As land-dwelling creatures it’s all too easy to forget about our oceans and how they’re doing. Luckily, the greeting cards made by wildlife photographers and visual artists are handy and affordable ways to stay connected to where the whales live.
Two Different Styles
I have pretty different reactions to photography compared to artwork; take a look for yourself, comparing your reactions to the Orca photo and visual art below.
Photography seems to bring me out into the Orca’s world. I’ve been enjoying our local whale watching blog where citizen scientists are bringing us great photos of unexpected numbers of whales and our five young Orcas. The still photos posted with comments by local citizen scientists convey the excitement of recognizing individual Orcas by name. The occasional video (scroll to September 21) really gives me the sense of being out on the water and watching the whales live.

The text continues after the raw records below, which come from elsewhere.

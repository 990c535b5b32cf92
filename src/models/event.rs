//! Provider change events.

use std::fmt;

use chrono::{DateTime, Utc};
use serde::{Deserialize, Serialize};
use serde_json::Value;

use crate::error::Result;

/// A provider-reported mutation record.
#[derive(Debug, Clone, Serialize, Deserialize, PartialEq)]
pub struct ChangeEvent {
    /// `create`, `update` or `delete`
    #[serde(rename = "type")]
    pub kind: String,

    /// Typed reference, `{kind}:{id}`
    pub element_id: String,

    pub created_at: DateTime<Utc>,
}

impl ChangeEvent {
    pub fn is_create(&self) -> bool {
        self.kind == "create"
    }

    pub fn element(&self) -> Option<ElementRef<'_>> {
        ElementRef::parse(&self.element_id)
    }

    /// Whether the referenced element is an OSM node.
    pub fn targets_node(&self) -> bool {
        self.element().is_some_and(|r| r.kind == ElementKind::Node)
    }
}

/// Decode an events payload record by record.
///
/// A malformed record that could not be a node creation is skipped. A
/// malformed `create` of a node is an error, so no candidate is lost.
pub fn decode_events(records: Vec<Value>) -> Result<Vec<ChangeEvent>> {
    let mut events = Vec::with_capacity(records.len());
    for record in records {
        let candidate = record.get("type").and_then(Value::as_str) == Some("create")
            && record
                .get("element_id")
                .and_then(Value::as_str)
                .and_then(ElementRef::parse)
                .is_some_and(|r| r.kind == ElementKind::Node);

        match serde_json::from_value::<ChangeEvent>(record) {
            Ok(event) => events.push(event),
            Err(e) if candidate => return Err(e.into()),
            Err(e) => log::debug!("Skipping unreadable non-create event: {}", e),
        }
    }
    Ok(events)
}

/// OSM element kind named in an element reference.
#[derive(Debug, Clone, Copy, PartialEq, Eq)]
pub enum ElementKind {
    Node,
    Way,
    Relation,
}

impl ElementKind {
    fn from_str(s: &str) -> Option<Self> {
        match s {
            "node" => Some(Self::Node),
            "way" => Some(Self::Way),
            "relation" => Some(Self::Relation),
            _ => None,
        }
    }

    pub fn as_str(&self) -> &'static str {
        match self {
            Self::Node => "node",
            Self::Way => "way",
            Self::Relation => "relation",
        }
    }
}

/// Borrowed, parsed `{kind}:{id}` reference.
#[derive(Debug, Clone, Copy, PartialEq, Eq)]
pub struct ElementRef<'a> {
    pub kind: ElementKind,
    pub id: &'a str,
}

impl<'a> ElementRef<'a> {
    pub fn parse(raw: &'a str) -> Option<Self> {
        let (kind, id) = raw.split_once(':')?;
        if id.is_empty() {
            return None;
        }
        Some(Self {
            kind: ElementKind::from_str(kind)?,
            id,
        })
    }
}

impl fmt::Display for ElementRef<'_> {
    fn fmt(&self, f: &mut fmt::Formatter<'_>) -> fmt::Result {
        write!(f, "{}:{}", self.kind.as_str(), self.id)
    }
}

Rather than bringing me out onto the water, art images of marine life bring the ocean right into the everyday flow of my life. Greeting cards over my desk, stuck in the corner of a mirror, and caught on the fridge door bring the Orca shapes and movement home to me in a more intimate way.
One of my favorite local artists, Francy Blumhagen makes each of her individual nature notecards by hand including Orcas in their watery world. Her personal style using handcarved stamps and torn art papers emphasizes for me the overall textures of the Orcas' watery atmosphere rather than any biological details. You can enjoy and treat yourself to her very affordable art online or at Brackenwood Gallery in Langley, Washington.
Take a minute to think how you stay connected to those often distant waters where the whales play. Maybe it’s a keychain, picture books for your kids, or a bumper sticker. Or maybe it’s time to treat yourself to some new art or photography.